We would like to establish his principle of equity and of fear of God that guide one towards performance of the right thing, even when there are alternative halakhic or legal possibilities, within the term “equitable landlord,” and to implement it in the policy toward minorities and to those who are vulnerable in the State of Israel. We are talking about a complete cultural philosophy, not merely a procedural proposal.
In what way is one a “landlord” and in what way is he “equitable”?
According to the above, a landlord who acts with equity lives a complex life. An equitable landlord is one to whom it is clear that there are additional residents living with him who are entitled to basic rights, respect, and the right to manifest their uniqueness and their culture, but at the same time, will protect his status and his rights in his home and his property.
The equitable landlord knows how to relate to each and every one of his tenants as an individual, and does not judge all the residents on the basis of generalizations based on the conduct of one individual. He assesses the reality intelligently, and is capable of isolating groups, individuals, and voices and distinguishing between them.
The landlord who acts equitably assumes responsibility for the reality that he creates, and attempts to conduct himself in a manner that will enable him to say, primarily to himself and to his God, that he conducted himself properly, justly, morally and equitably.

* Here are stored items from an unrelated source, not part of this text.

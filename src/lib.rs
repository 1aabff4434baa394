//! Photo gallery layout computation: justified rows and balanced columns.
//!
//! Pure geometry — no pixel operations, no I/O, `no_std` compatible
//! (requires `alloc`). Callers supply intrinsic photo dimensions and get
//! back assigned sizes and positions; fetching, decoding, and compositing
//! stay on the caller's side of the boundary.
//!
//! # Modules
//!
//! - [`photo`] — Photo geometry types, decimal rounding, layout errors
//! - [`justified`] — Justified row layout via shortest-path row breaking
//! - [`columns`] — Greedy shortest-column packing
//! - [`gallery`] — Positioned plans (placements + canvas) over either mode

#![cfg_attr(not(feature = "std"), no_std)]
#![forbid(unsafe_code)]

extern crate alloc;

pub mod columns;
pub mod gallery;
pub mod justified;
pub mod photo;
mod solver;

// Re-exports: core types and entry points
pub use columns::{ColumnConstraint, ColumnLayout};
pub use gallery::{Gallery, GalleryMode, GalleryPlan, PlacedPhoto};
pub use justified::{RowConstraint, ideal_search_window};
pub use photo::{ColumnItem, LayoutError, Photo, RowItem, Size};
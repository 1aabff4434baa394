//! Column layout: greedy shortest-column packing.
//!
//! Photos are scaled to a uniform column width (aspect-preserving) and
//! placed in input order, each into the column with the smallest running
//! height. This is an online bin-packing heuristic, not globally optimal —
//! the caller controls photo order and the goal is visual balance.
//!
//! # Example
//!
//! ```
//! use photogrid::{ColumnConstraint, Photo};
//!
//! let photos = [Photo::new(200.0, 200.0); 3];
//! let layout = ColumnConstraint::new(400.0, 2).compute(&photos).unwrap();
//!
//! // Three squares over two columns: the third lands back in column 0.
//! assert_eq!(layout.items[2].left, 0.0);
//! assert_eq!(layout.container_height, 400.0);
//! ```

use alloc::vec;
use alloc::vec::Vec;

use crate::photo::{ColumnItem, LayoutError, Photo, round_to};

/// Column layout parameters.
#[derive(Copy, Clone, Debug, PartialEq)]
pub struct ColumnConstraint {
    /// Total width shared by all columns.
    pub container_width: f64,
    /// Number of columns.
    pub columns: usize,
    /// Margin applied on every side of every photo.
    pub margin: f64,
}

/// Result of packing photos into columns.
#[derive(Clone, Debug, PartialEq)]
pub struct ColumnLayout {
    /// Assigned geometry per photo, in input order.
    pub items: Vec<ColumnItem>,
    /// Height of the tallest column after packing — the overall canvas
    /// height for absolutely positioned items.
    pub container_height: f64,
}

/// Running pack state: per-column fill levels and fixed left offsets.
/// Scoped to a single [`ColumnConstraint::compute`] call.
struct ColumnState {
    tops: Vec<f64>,
    lefts: Vec<f64>,
}

impl ColumnState {
    fn new(columns: usize, col_width: f64, margin: f64) -> Self {
        Self {
            tops: vec![0.0; columns],
            lefts: (0..columns)
                .map(|i| round_to(i as f64 * (col_width + margin * 2.0), 1))
                .collect(),
        }
    }

    /// Index of the column with the smallest running height; ties go to the
    /// lowest index.
    fn shortest(&self) -> usize {
        let mut best = 0;
        for (i, &top) in self.tops.iter().enumerate().skip(1) {
            if top < self.tops[best] {
                best = i;
            }
        }
        best
    }

    fn tallest(&self) -> f64 {
        self.tops.iter().fold(0.0, |acc, &top| acc.max(top))
    }
}

impl ColumnConstraint {
    /// Create a column constraint with zero margin.
    pub fn new(container_width: f64, columns: usize) -> Self {
        Self {
            container_width,
            columns,
            margin: 0.0,
        }
    }

    /// Set the per-photo margin.
    pub fn margin(mut self, margin: f64) -> Self {
        self.margin = margin;
        self
    }

    /// Pack photos into columns.
    ///
    /// Fails fast on a zero column count, a non-positive or non-finite
    /// container width, or an empty photo slice — the reference behavior of
    /// producing NaN geometry for those inputs is rejected as a
    /// configuration error.
    pub fn compute(&self, photos: &[Photo]) -> Result<ColumnLayout, LayoutError> {
        if !(self.container_width.is_finite() && self.container_width > 0.0) {
            return Err(LayoutError::InvalidContainerWidth);
        }
        if self.columns == 0 {
            return Err(LayoutError::InvalidColumnCount);
        }
        if photos.is_empty() {
            return Err(LayoutError::NoPhotos);
        }

        let columns = self.columns as f64;
        let col_width = (self.container_width - self.margin * 2.0 * columns) / columns;

        let mut state = ColumnState::new(self.columns, col_width, self.margin);
        let mut items = Vec::with_capacity(photos.len());
        for photo in photos {
            let width = round_to(col_width, 1);
            let height = round_to(photo.height / photo.width * col_width, 1);
            let col = state.shortest();
            items.push(ColumnItem {
                width,
                height,
                top: state.tops[col],
                left: state.lefts[col],
            });
            state.tops[col] += height + self.margin * 2.0;
        }

        Ok(ColumnLayout {
            container_height: state.tallest(),
            items,
        })
    }
}

#[cfg(test)]
mod tests {
    use super::*;

    fn squares(n: usize) -> Vec<Photo> {
        vec![Photo::new(200.0, 200.0); n]
    }

    // ── placement ───────────────────────────────────────────────────────

    #[test]
    fn alternates_columns_on_height_ties() {
        // Three equal squares over two 200px columns: 0, 1, then back to 0.
        let layout = ColumnConstraint::new(400.0, 2)
            .compute(&squares(3))
            .unwrap();
        assert_eq!(layout.items[0].left, 0.0);
        assert_eq!(layout.items[0].top, 0.0);
        assert_eq!(layout.items[1].left, 200.0);
        assert_eq!(layout.items[1].top, 0.0);
        assert_eq!(layout.items[2].left, 0.0);
        assert_eq!(layout.items[2].top, 200.0);
        // Column 0 ends taller than column 1.
        assert_eq!(layout.container_height, 400.0);
    }

    #[test]
    fn picks_the_shortest_column() {
        // A tall portrait fills column 0; the next two photos both go to
        // column 1 because it stays shorter.
        let photos = [
            Photo::new(100.0, 400.0),
            Photo::new(100.0, 100.0),
            Photo::new(100.0, 100.0),
        ];
        let layout = ColumnConstraint::new(400.0, 2).compute(&photos).unwrap();
        assert_eq!(layout.items[1].left, 200.0);
        assert_eq!(layout.items[1].top, 0.0);
        assert_eq!(layout.items[2].left, 200.0);
        assert_eq!(layout.items[2].top, 200.0);
    }

    #[test]
    fn scales_aspect_preserving() {
        // 400×200 photo in a 100px column → 100×50.
        let photos = [Photo::new(400.0, 200.0)];
        let layout = ColumnConstraint::new(400.0, 4).compute(&photos).unwrap();
        assert_eq!(layout.items[0].width, 100.0);
        assert_eq!(layout.items[0].height, 50.0);
    }

    #[test]
    fn dimensions_are_rounded_to_one_decimal() {
        // colWidth = 400 / 3 = 133.33…
        let photos = [Photo::new(300.0, 200.0)];
        let layout = ColumnConstraint::new(400.0, 3).compute(&photos).unwrap();
        assert_eq!(layout.items[0].width, 133.3);
        // 200/300 * 133.33… = 88.88… → 88.9
        assert_eq!(layout.items[0].height, 88.9);
    }

    #[test]
    fn margin_shrinks_columns_and_offsets_placement() {
        // 2 columns, margin 5: colWidth = (420 - 20) / 2 = 200,
        // column 1 starts at 200 + 10 = 210.
        let layout = ColumnConstraint::new(420.0, 2)
            .margin(5.0)
            .compute(&squares(2))
            .unwrap();
        assert_eq!(layout.items[0].left, 0.0);
        assert_eq!(layout.items[1].left, 210.0);
        // Each column grew by height + 2*margin.
        assert_eq!(layout.container_height, 210.0);
    }

    #[test]
    fn container_height_tracks_tallest_column() {
        let photos = [
            Photo::new(100.0, 300.0),
            Photo::new(100.0, 100.0),
            Photo::new(100.0, 100.0),
        ];
        let layout = ColumnConstraint::new(200.0, 2).compute(&photos).unwrap();
        // Column 0: 300; column 1: 100 + 100 = 200.
        assert_eq!(layout.container_height, 300.0);
    }

    #[test]
    fn single_column_stacks_everything() {
        let layout = ColumnConstraint::new(200.0, 1)
            .compute(&squares(3))
            .unwrap();
        assert_eq!(layout.items[0].top, 0.0);
        assert_eq!(layout.items[1].top, 200.0);
        assert_eq!(layout.items[2].top, 400.0);
        assert_eq!(layout.container_height, 600.0);
    }

    // ── validation ──────────────────────────────────────────────────────

    #[test]
    fn rejects_zero_columns() {
        let err = ColumnConstraint::new(400.0, 0).compute(&squares(1));
        assert_eq!(err, Err(LayoutError::InvalidColumnCount));
    }

    #[test]
    fn rejects_empty_photos() {
        let err = ColumnConstraint::new(400.0, 2).compute(&[]);
        assert_eq!(err, Err(LayoutError::NoPhotos));
    }

    #[test]
    fn rejects_non_positive_container_width() {
        let err = ColumnConstraint::new(0.0, 2).compute(&squares(1));
        assert_eq!(err, Err(LayoutError::InvalidContainerWidth));
        let err = ColumnConstraint::new(f64::INFINITY, 2).compute(&squares(1));
        assert_eq!(err, Err(LayoutError::InvalidContainerWidth));
    }
}
//! Positioned gallery plans over row or column layout.
//!
//! The low-level entry points ([`RowConstraint`](crate::RowConstraint),
//! [`ColumnConstraint`](crate::ColumnConstraint)) emit per-photo dimensions;
//! this module turns them into absolute pixel placements and a canvas size
//! by deterministic left-to-right, top-to-bottom accumulation.
//!
//! The caller owns everything on either side of the plan: resolving photo
//! sources to intrinsic dimensions (download, decode) happens before
//! [`Gallery::plan`], and compositing placed photos onto a surface happens
//! after. The plan itself is pure geometry.
//!
//! # Example
//!
//! ```
//! use photogrid::{Gallery, Photo};
//!
//! let photos = [Photo::new(200.0, 200.0); 4];
//! let plan = Gallery::rows(600.0)
//!     .target_row_height(200.0)
//!     .plan(&photos)
//!     .unwrap();
//!
//! assert_eq!(plan.placements.len(), 4);
//! assert_eq!(plan.canvas.width, 600.0);
//! ```

use alloc::vec::Vec;

use crate::columns::ColumnConstraint;
use crate::justified::RowConstraint;
use crate::photo::{LayoutError, Photo, RowItem, Size, round};

/// Default target row height when none is specified.
const DEFAULT_TARGET_ROW_HEIGHT: f64 = 300.0;

/// Which layout algorithm a [`Gallery`] runs.
#[derive(Copy, Clone, Debug, PartialEq)]
pub enum GalleryMode {
    /// Justified rows approximating a target height.
    Rows {
        /// Height each row should approximate.
        target_row_height: f64,
        /// Explicit search window; `None` derives one from the container.
        search_window: Option<usize>,
    },
    /// Balanced columns.
    Columns {
        /// Number of columns.
        count: usize,
    },
}

/// One photo's absolute placement within a planned gallery.
#[derive(Copy, Clone, Debug, PartialEq)]
pub struct PlacedPhoto {
    /// Horizontal offset from the canvas left edge.
    pub x: f64,
    /// Vertical offset from the canvas top edge.
    pub y: f64,
    /// Assigned width in pixels.
    pub width: f64,
    /// Assigned height in pixels.
    pub height: f64,
}

/// A fully positioned gallery: placements in input order plus the canvas
/// size that contains them.
#[derive(Clone, Debug, PartialEq)]
pub struct GalleryPlan {
    /// Absolute placement per photo, in input order.
    pub placements: Vec<PlacedPhoto>,
    /// Overall canvas dimensions.
    pub canvas: Size,
}

/// Gallery planning parameters for either layout mode.
#[derive(Copy, Clone, Debug, PartialEq)]
pub struct Gallery {
    /// Width the layout must fill.
    pub container_width: f64,
    /// Margin applied to every photo.
    pub margin: f64,
    /// Row or column layout.
    pub mode: GalleryMode,
}

impl Gallery {
    /// Justified row gallery with the default 300px target row height.
    pub fn rows(container_width: f64) -> Self {
        Self {
            container_width,
            margin: 0.0,
            mode: GalleryMode::Rows {
                target_row_height: DEFAULT_TARGET_ROW_HEIGHT,
                search_window: None,
            },
        }
    }

    /// Column gallery with the given column count.
    pub fn columns(container_width: f64, count: usize) -> Self {
        Self {
            container_width,
            margin: 0.0,
            mode: GalleryMode::Columns { count },
        }
    }

    /// Set the per-photo margin.
    pub fn margin(mut self, margin: f64) -> Self {
        self.margin = margin;
        self
    }

    /// Set the target row height. No effect in column mode.
    pub fn target_row_height(mut self, height: f64) -> Self {
        if let GalleryMode::Rows {
            target_row_height, ..
        } = &mut self.mode
        {
            *target_row_height = height;
        }
        self
    }

    /// Set an explicit search window. No effect in column mode.
    pub fn search_window(mut self, window: usize) -> Self {
        if let GalleryMode::Rows { search_window, .. } = &mut self.mode {
            *search_window = Some(window);
        }
        self
    }

    /// Compute absolute placements and the canvas size.
    ///
    /// Row mode on an empty slice yields an empty plan with a zero canvas;
    /// column mode propagates [`LayoutError::NoPhotos`].
    pub fn plan(&self, photos: &[Photo]) -> Result<GalleryPlan, LayoutError> {
        match self.mode {
            GalleryMode::Rows {
                target_row_height,
                search_window,
            } => {
                let mut constraint = RowConstraint::new(self.container_width, target_row_height)
                    .margin(self.margin);
                if let Some(window) = search_window {
                    constraint = constraint.search_window(window);
                }
                let items = constraint.compute(photos)?;
                Ok(position_rows(&items, self.container_width))
            }
            GalleryMode::Columns { count } => {
                let layout = ColumnConstraint::new(self.container_width, count)
                    .margin(self.margin)
                    .compute(photos)?;
                let placements = layout
                    .items
                    .iter()
                    .map(|item| PlacedPhoto {
                        x: item.left,
                        y: item.top,
                        width: item.width,
                        height: item.height,
                    })
                    .collect();
                Ok(GalleryPlan {
                    placements,
                    canvas: Size::new(self.container_width, layout.container_height),
                })
            }
        }
    }
}

/// Group flat row-layout output into rows and accumulate positions.
///
/// A row ends when adding the next item's width would push the accumulated
/// width past the container (compared at nearest-integer precision, since
/// item widths carry one decimal of rounding slack). X accumulates
/// left-to-right within a row; y advances by each row's shared height.
fn position_rows(items: &[RowItem], container_width: f64) -> GalleryPlan {
    let mut placements = Vec::with_capacity(items.len());
    let mut x = 0.0;
    let mut y = 0.0;
    let mut row_width = 0.0;
    let mut first_row_width = f64::NAN;
    let mut row_height = 0.0;

    for item in items {
        if round(row_width + item.width) > container_width {
            // Row break: remember the first row's exact width for the
            // canvas, then move below the finished row.
            if first_row_width.is_nan() {
                first_row_width = row_width;
            }
            y += row_height;
            x = 0.0;
            row_width = 0.0;
        }
        placements.push(PlacedPhoto {
            x,
            y,
            width: item.width,
            height: item.height,
        });
        x += item.width;
        row_width += item.width;
        row_height = item.height;
    }

    if first_row_width.is_nan() {
        first_row_width = row_width;
    }
    let canvas_height = if items.is_empty() { 0.0 } else { y + row_height };
    let canvas_width = if items.is_empty() { 0.0 } else { first_row_width };

    GalleryPlan {
        placements,
        canvas: Size::new(canvas_width, canvas_height),
    }
}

A landlord who acts equitably understands that at times reality is unfair, and at times, his actions will result in a mishap. In that case, he must correct it, as, for example, the Israeli government did recently, when it took responsibility for its discriminatory policy that was implemented for many years vis-à-vis Arabs with Israeli citizenship and adopted a resolution for a five year plan for the economic development of settlements in the minority sector. This decision was taken without concern that it would necessarily harm the interests and the very Judaism of the state, the State of Israel (without dismissing the discussion about the civic obligations of the members of the minority).
Our call in Yesodot for a policy of an “equitable landlord,” is a call for an internal, moral, perpetual and Jewish assessment of policy that stems from a sense of security, equity and responsibility.